--- Data extracts Enclosed Below ---

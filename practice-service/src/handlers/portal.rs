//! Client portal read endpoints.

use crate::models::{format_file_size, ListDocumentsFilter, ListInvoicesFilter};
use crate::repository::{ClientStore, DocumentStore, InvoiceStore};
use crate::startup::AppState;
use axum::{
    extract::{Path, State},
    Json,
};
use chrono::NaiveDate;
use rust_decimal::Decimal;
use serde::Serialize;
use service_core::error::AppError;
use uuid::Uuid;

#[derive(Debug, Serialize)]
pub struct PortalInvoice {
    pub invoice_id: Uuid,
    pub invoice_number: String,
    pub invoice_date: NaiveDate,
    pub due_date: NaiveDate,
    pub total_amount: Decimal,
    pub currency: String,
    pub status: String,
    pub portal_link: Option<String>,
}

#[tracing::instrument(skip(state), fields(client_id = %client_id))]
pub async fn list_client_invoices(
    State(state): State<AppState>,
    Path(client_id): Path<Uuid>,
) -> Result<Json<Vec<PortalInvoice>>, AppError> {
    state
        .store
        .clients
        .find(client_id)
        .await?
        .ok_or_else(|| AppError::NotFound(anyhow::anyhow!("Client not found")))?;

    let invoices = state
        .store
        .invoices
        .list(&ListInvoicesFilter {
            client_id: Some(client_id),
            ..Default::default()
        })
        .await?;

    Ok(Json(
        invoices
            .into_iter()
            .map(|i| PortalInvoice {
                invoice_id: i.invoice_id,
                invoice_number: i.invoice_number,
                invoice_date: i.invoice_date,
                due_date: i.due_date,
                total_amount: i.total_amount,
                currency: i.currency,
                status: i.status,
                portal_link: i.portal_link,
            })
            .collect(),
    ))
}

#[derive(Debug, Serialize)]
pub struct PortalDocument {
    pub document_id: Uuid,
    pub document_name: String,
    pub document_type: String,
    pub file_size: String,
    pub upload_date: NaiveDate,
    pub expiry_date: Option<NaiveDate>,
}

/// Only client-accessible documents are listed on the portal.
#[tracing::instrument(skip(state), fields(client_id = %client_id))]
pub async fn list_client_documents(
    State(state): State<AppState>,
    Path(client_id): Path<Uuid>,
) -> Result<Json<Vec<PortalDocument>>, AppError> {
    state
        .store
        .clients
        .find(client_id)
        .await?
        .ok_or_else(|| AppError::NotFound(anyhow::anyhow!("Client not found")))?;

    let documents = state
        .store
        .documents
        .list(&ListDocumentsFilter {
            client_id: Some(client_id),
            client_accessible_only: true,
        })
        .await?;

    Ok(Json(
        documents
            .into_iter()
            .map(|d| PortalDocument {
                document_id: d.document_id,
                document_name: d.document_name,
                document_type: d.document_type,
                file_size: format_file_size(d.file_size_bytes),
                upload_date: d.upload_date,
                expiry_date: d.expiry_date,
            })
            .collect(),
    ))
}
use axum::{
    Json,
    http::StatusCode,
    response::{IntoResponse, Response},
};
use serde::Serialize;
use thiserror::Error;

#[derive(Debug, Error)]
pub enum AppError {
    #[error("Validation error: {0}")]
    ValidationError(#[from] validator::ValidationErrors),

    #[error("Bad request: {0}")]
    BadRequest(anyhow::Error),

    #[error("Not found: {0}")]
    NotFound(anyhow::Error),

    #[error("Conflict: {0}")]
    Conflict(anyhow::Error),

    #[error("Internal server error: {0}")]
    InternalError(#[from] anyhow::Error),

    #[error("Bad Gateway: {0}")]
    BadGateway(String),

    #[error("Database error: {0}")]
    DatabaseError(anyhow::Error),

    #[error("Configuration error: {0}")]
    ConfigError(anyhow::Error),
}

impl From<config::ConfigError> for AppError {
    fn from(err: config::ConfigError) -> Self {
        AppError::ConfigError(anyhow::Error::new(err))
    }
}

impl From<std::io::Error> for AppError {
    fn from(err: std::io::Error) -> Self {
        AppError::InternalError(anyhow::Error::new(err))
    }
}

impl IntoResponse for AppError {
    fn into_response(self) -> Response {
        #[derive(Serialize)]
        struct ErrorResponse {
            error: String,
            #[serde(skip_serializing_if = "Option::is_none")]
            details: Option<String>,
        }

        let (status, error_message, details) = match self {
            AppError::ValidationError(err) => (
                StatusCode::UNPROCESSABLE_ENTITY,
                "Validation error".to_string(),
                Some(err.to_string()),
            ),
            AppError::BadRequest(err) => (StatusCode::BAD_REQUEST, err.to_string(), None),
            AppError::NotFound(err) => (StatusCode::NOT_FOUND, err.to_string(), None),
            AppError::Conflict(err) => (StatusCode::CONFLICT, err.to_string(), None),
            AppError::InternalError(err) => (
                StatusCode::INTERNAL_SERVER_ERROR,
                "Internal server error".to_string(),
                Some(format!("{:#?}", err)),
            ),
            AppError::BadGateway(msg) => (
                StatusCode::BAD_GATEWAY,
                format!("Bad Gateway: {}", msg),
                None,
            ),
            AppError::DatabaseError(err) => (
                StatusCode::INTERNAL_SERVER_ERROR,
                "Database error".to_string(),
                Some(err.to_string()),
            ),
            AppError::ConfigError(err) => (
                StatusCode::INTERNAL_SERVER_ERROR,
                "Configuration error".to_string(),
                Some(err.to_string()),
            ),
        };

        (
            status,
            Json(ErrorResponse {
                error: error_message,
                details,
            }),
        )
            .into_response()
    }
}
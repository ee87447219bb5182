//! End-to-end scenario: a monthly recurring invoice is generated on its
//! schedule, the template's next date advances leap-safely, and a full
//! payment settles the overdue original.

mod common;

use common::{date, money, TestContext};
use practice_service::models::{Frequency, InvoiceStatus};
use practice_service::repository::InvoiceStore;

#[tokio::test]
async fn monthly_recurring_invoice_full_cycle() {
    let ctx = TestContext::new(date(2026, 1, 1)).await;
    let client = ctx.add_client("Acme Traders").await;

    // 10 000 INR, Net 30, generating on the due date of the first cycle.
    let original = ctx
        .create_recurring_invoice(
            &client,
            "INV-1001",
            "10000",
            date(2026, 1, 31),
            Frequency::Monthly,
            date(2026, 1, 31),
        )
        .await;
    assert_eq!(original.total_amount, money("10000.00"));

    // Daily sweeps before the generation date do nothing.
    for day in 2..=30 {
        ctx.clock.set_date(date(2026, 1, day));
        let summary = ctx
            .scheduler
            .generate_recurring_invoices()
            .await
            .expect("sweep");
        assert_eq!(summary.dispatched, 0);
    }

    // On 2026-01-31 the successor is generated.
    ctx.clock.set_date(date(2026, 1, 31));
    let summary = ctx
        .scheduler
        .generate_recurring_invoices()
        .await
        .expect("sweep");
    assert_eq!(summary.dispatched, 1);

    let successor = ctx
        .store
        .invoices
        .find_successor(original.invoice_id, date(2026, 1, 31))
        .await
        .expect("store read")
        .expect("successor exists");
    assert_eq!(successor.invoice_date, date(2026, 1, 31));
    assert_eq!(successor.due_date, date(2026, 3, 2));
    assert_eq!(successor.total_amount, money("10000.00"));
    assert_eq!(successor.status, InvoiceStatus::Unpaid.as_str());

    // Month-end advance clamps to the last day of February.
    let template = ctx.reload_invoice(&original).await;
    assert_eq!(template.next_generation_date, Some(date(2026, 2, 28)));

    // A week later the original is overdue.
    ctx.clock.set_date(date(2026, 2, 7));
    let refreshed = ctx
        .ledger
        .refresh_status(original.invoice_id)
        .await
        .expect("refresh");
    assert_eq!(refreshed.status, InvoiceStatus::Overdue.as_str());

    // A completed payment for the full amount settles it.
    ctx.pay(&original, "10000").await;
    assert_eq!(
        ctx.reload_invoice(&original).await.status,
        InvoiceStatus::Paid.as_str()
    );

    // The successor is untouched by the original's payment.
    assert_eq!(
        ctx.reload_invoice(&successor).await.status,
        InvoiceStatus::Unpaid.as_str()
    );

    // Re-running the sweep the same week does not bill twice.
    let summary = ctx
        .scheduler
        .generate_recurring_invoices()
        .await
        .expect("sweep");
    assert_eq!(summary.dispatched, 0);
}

--- End of Enclosed Data extracts ---
--- Data extracts Enclosed Below ---

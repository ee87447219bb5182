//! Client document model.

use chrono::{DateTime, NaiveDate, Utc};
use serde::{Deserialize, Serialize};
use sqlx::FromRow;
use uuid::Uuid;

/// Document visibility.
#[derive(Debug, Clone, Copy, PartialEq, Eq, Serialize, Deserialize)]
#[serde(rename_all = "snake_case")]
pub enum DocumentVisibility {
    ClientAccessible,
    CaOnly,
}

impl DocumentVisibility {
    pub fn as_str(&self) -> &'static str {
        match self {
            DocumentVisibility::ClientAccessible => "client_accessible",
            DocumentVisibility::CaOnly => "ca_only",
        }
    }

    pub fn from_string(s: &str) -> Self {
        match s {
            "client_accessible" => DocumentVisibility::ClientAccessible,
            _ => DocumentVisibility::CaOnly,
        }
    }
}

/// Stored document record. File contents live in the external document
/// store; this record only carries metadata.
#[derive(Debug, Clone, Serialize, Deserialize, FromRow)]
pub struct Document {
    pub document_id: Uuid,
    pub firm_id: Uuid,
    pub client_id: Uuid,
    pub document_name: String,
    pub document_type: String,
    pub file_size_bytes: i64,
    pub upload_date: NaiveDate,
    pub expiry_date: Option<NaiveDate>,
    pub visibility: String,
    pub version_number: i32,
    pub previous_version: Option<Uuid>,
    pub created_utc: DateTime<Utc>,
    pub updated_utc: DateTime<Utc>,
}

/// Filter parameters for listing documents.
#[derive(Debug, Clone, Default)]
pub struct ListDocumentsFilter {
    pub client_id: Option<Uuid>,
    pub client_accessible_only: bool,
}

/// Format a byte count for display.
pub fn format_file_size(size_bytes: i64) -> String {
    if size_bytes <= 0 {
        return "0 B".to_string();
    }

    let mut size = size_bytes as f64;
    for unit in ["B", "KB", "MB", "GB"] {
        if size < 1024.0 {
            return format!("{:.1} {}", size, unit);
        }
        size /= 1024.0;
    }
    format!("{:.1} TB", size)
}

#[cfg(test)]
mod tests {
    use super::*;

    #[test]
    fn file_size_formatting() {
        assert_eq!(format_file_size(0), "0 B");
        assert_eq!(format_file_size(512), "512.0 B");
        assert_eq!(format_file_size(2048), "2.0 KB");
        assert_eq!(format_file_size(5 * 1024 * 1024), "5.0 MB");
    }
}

--- End of Enclosed Data extracts ---

About this task: Going back to the entries above, set down exactly the lines that begin at the one with "filename practice-service/src/handlers/portal.rs" and end at the one with "use chrono::NaiveDate;", both included, and nothing else.

Task output:
filename practice-service/src/handlers/portal.rs
//! Client portal read endpoints.

use crate::models::{format_file_size, ListDocumentsFilter, ListInvoicesFilter};
use crate::repository::{ClientStore, DocumentStore, InvoiceStore};
use crate::startup::AppState;
use axum::{
    extract::{Path, State},
    Json,
};
use chrono::NaiveDate;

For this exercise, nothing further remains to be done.